Why, it may be asked, is the Gradual retained in Easter Week? We reply that the Church had a special reason during the first thousand years
of its existence for inserting the Gradual during Easter Week. The Church had before
her mind in her liturgical worship the newly baptized, who on Holy Saturday were born again by Baptism to a higher life. During Easter Week the neophytes continued their instruction in the mysteries of
the faith, and wore white garments, which in some places were laid aside on Saturday in Easter Week and in others on Low Sunday:
hence the titles, Sabbato in Albis, Dominica
Albis, in the Roman Missal. Liturgists tell us that the Gradual lies midway
between the mournful Tract and joyful Alleluia.
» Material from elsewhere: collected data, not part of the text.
//! Alien state and the bounce movement shared by every archetype.

use glam::Vec2;
use rand::Rng;
use warp_adventure_core::{
    AlienKind, AlienSnapshot, Heading, RoomCoord, RoomGeometry, SPAWN_MARGIN, TURN_INTERVAL_TICKS,
};

/// Alien living in a single room.
#[derive(Clone, Debug, PartialEq)]
pub(crate) struct Alien {
    pub(crate) kind: AlienKind,
    pub(crate) position: Vec2,
    pub(crate) heading: Heading,
    pub(crate) ticks_since_turn: u32,
    pub(crate) turn_interval: u32,
}

impl Alien {
    /// Creates an alien at a uniformly random position inside the spawn margin.
    pub(crate) fn spawn<R: Rng + ?Sized>(
        kind: AlienKind,
        geometry: &RoomGeometry,
        rng: &mut R,
    ) -> Self {
        let area = geometry.interior(SPAWN_MARGIN);
        let x = area.start + rng.gen::<f32>() * area.length();
        let y = area.start + rng.gen::<f32>() * area.length();
        let palette = kind.wander_palette();
        let heading = palette[rng.gen_range(0..palette.len())];

        Self {
            kind,
            position: Vec2::new(x, y),
            heading,
            ticks_since_turn: 0,
            turn_interval: rng.gen_range(TURN_INTERVAL_TICKS),
        }
    }

    /// Applies a steering decision and moves the alien, bouncing off walls.
    ///
    /// Each axis whose next coordinate would leave the interior inverts instead
    /// of moving. The position is clamped into the interior afterwards.
    pub(crate) fn steer(&mut self, heading: Heading, rearm: Option<u32>, geometry: &RoomGeometry) {
        match rearm {
            Some(interval) => {
                self.ticks_since_turn = 0;
                self.turn_interval = interval;
            }
            None => self.ticks_since_turn = self.ticks_since_turn.saturating_add(1),
        }

        let range = geometry.interior(self.kind.size() / 2.0);
        let next = self.position + heading.to_vec2() * self.kind.speed();
        let mut heading = heading;

        if range.contains(next.x) {
            self.position.x = next.x;
        } else {
            heading = heading.flip_x();
        }
        if range.contains(next.y) {
            self.position.y = next.y;
        } else {
            heading = heading.flip_y();
        }

        self.position = Vec2::new(range.clamp(self.position.x), range.clamp(self.position.y));
        self.heading = heading;
    }

    /// Circle test against another object centred on `point`.
    ///
    /// Contact occurs when the distance is below `(size + other_size) * scale / 2`.
    pub(crate) fn touches(&self, point: Vec2, other_size: f32, scale: f32) -> bool {
        self.position.distance(point) < (self.kind.size() + other_size) * scale / 2.0
    }

    pub(crate) fn snapshot(&self, room: RoomCoord) -> AlienSnapshot {
        AlienSnapshot {
            room,
            kind: self.kind,
            position: self.position,
            heading: self.heading,
            speed: self.kind.speed(),
            size: self.kind.size(),
            ticks_since_turn: self.ticks_since_turn,
            turn_interval: self.turn_interval,
        }
    }
}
It denotes, as we are told, the toilsome journey of the Christian to the Better
Land. The Gradual at Eastertide
was an admonition to the newly baptized that Heaven is gained after a conflict.
Saturday was the octave of Solemn Baptism; and the octave is said to symbolize eternal beatitude, when the newly baptized
reach their home in Heaven and the great end of Baptism is thus obtained. The Gradual ceases on Saturday in Easter Week and the triumphant Alleluia takes its place. (See the Holy Sacrifice of the Mass, Gihr.
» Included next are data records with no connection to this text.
#![deny(
    unsafe_code,
    missing_docs,
    dead_code,
    unused_results,
    non_snake_case,
    unreachable_pub
)]

//! Composes the world and the pure systems into a frame-driven play session.
//!
//! The platform layer calls [`Session::frame`] once per render callback with
//! the elapsed wall time, the current [`InputState`] and the sound and
//! narrative collaborators. Each completed tick runs, in order: tick, player
//! control (fire, then movement and room transition), projectile advance,
//! alien steering, contact resolution and outcome scheduling.

mod config;

use std::time::Duration;

use rand::{Rng, SeedableRng};
use rand_chacha::ChaCha8Rng;
use warp_adventure_core::{Command, Event, FrameSnapshot, MazeGraph, Outcome, SoundCue};
use warp_adventure_system_alien_behavior::AlienBehavior;
use warp_adventure_system_clock::SimulationClock;
use warp_adventure_system_maze::MazeGenerator;
use warp_adventure_system_outcome::{Notification, OutcomeNotifier};
use warp_adventure_system_player_control::PlayerControl;
use warp_adventure_world::{self as world, query, World};

pub use config::{ConfigError, SessionConfig};
pub use warp_adventure_system_player_control::{InputSnapshot, InputState, Key};

/// Collaborator that plays named sound effects.
pub trait SoundSink {
    /// Plays the cue once.
    fn play(&mut self, cue: SoundCue);
}

/// Collaborator presenting the closing narrative.
pub trait NarrativeSink {
    /// Presents the victory narrative.
    fn trigger_victory(&mut self);
    /// Presents the defeat narrative.
    fn trigger_defeat(&mut self);
}

impl SoundSink for Vec<SoundCue> {
    fn play(&mut self, cue: SoundCue) {
        self.push(cue);
    }
}

impl NarrativeSink for Vec<Outcome> {
    fn trigger_victory(&mut self) {
        self.push(Outcome::Victory);
    }

    fn trigger_defeat(&mut self) {
        self.push(Outcome::Defeat);
    }
}

/// Summary of the work done by a single [`Session::frame`] call.
#[derive(Clone, Copy, Debug, Default, PartialEq, Eq)]
pub struct FrameReport {
    /// Logical updates executed during the frame.
    pub ticks: u32,
    /// Outcome latched so far, if any.
    pub outcome: Option<Outcome>,
    /// Narrative notification delivered during the frame, if any.
    pub notified: Option<Outcome>,
}

/// Running totals gathered from world events.
#[derive(Clone, Copy, Debug, Default, PartialEq, Eq)]
pub struct SessionStats {
    /// Logical updates executed.
    pub ticks: u64,
    /// Door transitions taken.
    pub rooms_entered: u32,
    /// Projectiles fired.
    pub projectiles_fired: u32,
    /// Aliens destroyed.
    pub aliens_destroyed: u32,
    /// Collectibles picked up.
    pub collectibles_collected: u32,
}

impl SessionStats {
    fn record(&mut self, event: &Event) {
        match event {
            Event::TimeAdvanced { tick } => self.ticks = *tick,
            Event::RoomEntered { .. } => self.rooms_entered += 1,
            Event::ProjectileFired { .. } => self.projectiles_fired += 1,
            Event::AlienDestroyed { .. } => self.aliens_destroyed += 1,
            Event::CollectibleCollected { .. } => self.collectibles_collected += 1,
            _ => {}
        }
    }
}

/// A single play session from maze generation to the closing narrative.
#[derive(Debug)]
pub struct Session {
    world: World,
    clock: SimulationClock<Outcome>,
    player_control: PlayerControl,
    alien_behavior: AlienBehavior,
    notifier: OutcomeNotifier,
    seed: u64,
    stats: SessionStats,
    events: Vec<Event>,
    commands: Vec<Command>,
    notifications: Vec<Notification>,
    due: Vec<Outcome>,
}

impl Session {
    /// Generates a maze and builds a session from a validated configuration.
    pub fn new(config: &SessionConfig) -> Result<Self, ConfigError> {
        config.validate()?;
        let seed = config.seed.unwrap_or_else(rand::random);
        let mut rng = ChaCha8Rng::seed_from_u64(seed);
        let maze = MazeGenerator::new(config.connection_chance).generate(
            config.grid_columns,
            config.grid_rows,
            &mut rng,
        );
        Ok(Self::assemble(config, maze, seed, &mut rng))
    }

    /// Builds a session around a prepared maze.
    pub fn with_maze(config: &SessionConfig, maze: MazeGraph) -> Result<Self, ConfigError> {
        config.validate()?;
        let seed = config.seed.unwrap_or_else(rand::random);
        let mut rng = ChaCha8Rng::seed_from_u64(seed);
        Ok(Self::assemble(config, maze, seed, &mut rng))
    }

    fn assemble(config: &SessionConfig, maze: MazeGraph, seed: u64, rng: &mut ChaCha8Rng) -> Self {
        let world = World::new(maze, config.world_config(rng.gen()));
        let alien_behavior = AlienBehavior::new(rng.gen());
        tracing::info!(
            seed,
            columns = config.grid_columns,
            rows = config.grid_rows,
            room_side_length = config.room_side_length,
            "session started"
        );

        Self {
            world,
            clock: SimulationClock::default(),
            player_control: PlayerControl,
            alien_behavior,
            notifier: OutcomeNotifier::new(config.outcome_delay()),
            seed,
            stats: SessionStats::default(),
            events: Vec::new(),
            commands: Vec::new(),
            notifications: Vec::new(),
            due: Vec::new(),
        }
    }

    /// Seed every random decision of the session derives from.
    #[must_use]
    pub const fn seed(&self) -> u64 {
        self.seed
    }

    /// Read-only access to the authoritative world.
    #[must_use]
    pub fn world(&self) -> &World {
        &self.world
    }

    /// Everything a renderer needs for the player's room.
    #[must_use]
    pub fn frame_snapshot(&self) -> FrameSnapshot {
        query::frame_snapshot(&self.world)
    }

    /// Outcome latched so far, if any.
    #[must_use]
    pub fn outcome(&self) -> Option<Outcome> {
        query::outcome(&self.world)
    }

    /// Running totals gathered from world events.
    #[must_use]
    pub const fn stats(&self) -> SessionStats {
        self.stats
    }

    /// Simulated time elapsed, including time after the outcome latch.
    #[must_use]
    pub fn elapsed(&self) -> Duration {
        self.clock.now()
    }

    /// Events emitted by the world during the last frame.
    #[must_use]
    pub fn last_events(&self) -> &[Event] {
        &self.events
    }

    /// Advances the session by `elapsed` wall time.
    ///
    /// Every whole tick runs one logical update until an outcome latches; the
    /// timeline keeps running afterwards so the narrative notification still
    /// comes due. The notification delay counts from the tick that latched.
    pub fn frame(
        &mut self,
        elapsed: Duration,
        input: &mut InputState,
        sound: &mut dyn SoundSink,
        narrative: &mut dyn NarrativeSink,
    ) -> FrameReport {
        self.events.clear();
        let ticks = self.clock.advance(elapsed);

        let mut executed = 0;
        for _ in 0..ticks {
            if self.outcome().is_some() {
                break;
            }
            let start = self.events.len();
            self.tick(input);
            for event in &self.events[start..] {
                self.stats.record(event);
                if let Event::SoundTriggered { cue } = event {
                    sound.play(*cue);
                }
            }
            executed += 1;
        }

        self.notifier.handle(&self.events, &mut self.notifications);
        let latched_at = self.clock.tick_time(query::tick_index(&self.world));
        for notification in self.notifications.drain(..) {
            self.clock.schedule_from(latched_at, notification.delay, notification.outcome);
        }

        let mut notified = None;
        self.clock.drain_due(&mut self.due);
        for outcome in self.due.drain(..) {
            tracing::info!(?outcome, "narrative notified");
            match outcome {
                Outcome::Victory => narrative.trigger_victory(),
                Outcome::Defeat => narrative.trigger_defeat(),
            }
            notified = Some(outcome);
        }

        FrameReport {
            ticks: executed,
            outcome: self.outcome(),
            notified,
        }
    }

    fn tick(&mut self, input: &mut InputState) {
        let snapshot = input.take_snapshot();
        self.submit(Command::Tick);

        self.player_control.handle(&snapshot, &mut self.commands);
        self.flush_commands();

        self.submit(Command::AdvanceProjectiles);

        let alien = query::current_alien(&self.world);
        let player = query::player(&self.world);
        self.alien_behavior
            .handle(alien.as_ref(), &player, &mut self.commands);
        self.flush_commands();

        self.submit(Command::ResolveContacts);
    }

    fn submit(&mut self, command: Command) {
        world::apply(&mut self.world, command, &mut self.events);
    }

    fn flush_commands(&mut self) {
        for command in std::mem::take(&mut self.commands) {
            world::apply(&mut self.world, command, &mut self.events);
        }
    }
}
English translation, p. 461.) The ancient baptismal rite on Holy Saturday has long since fallen into disuse, but the Gradual in Easter Week is retained. Another survival of an old
In certain seasons, as from Septuagesima
to Easter, the joyful Alleluia is exchanged for the Tract, which is of a mournful character. The word Tract is derived
from Tractim; Tract meant something
sung Tractim, without break or interruption of other voices as in responsories
and antiphony. The Tract is usually taken from Scripture, very often from the Psalms.
Its character or tone sometimes resembles the Gradual (see for example the Gradual and Tract in the Votive Mass of the Holy Ghost after Septuagesima,
and in Requiem Masses).
The Sequence, sometimes called the Prose, from the irregularity of its
metre, derived its name from the last vowel of the Alleluia which followed on through
a series of notes without words. Different notes on one syllable without words may easily be difficult even to correct singers.
In the tenth century words were put to these notes and this is the origin of what is now called a Sequence (a following on).
Five are said or sung in church, the Victimae Paschali at Easter, the Veni Sancte Spivitus at Whitsuntide, the Lauda Sion for Corpus Christi; the Stabat Mater and the Dies Irae.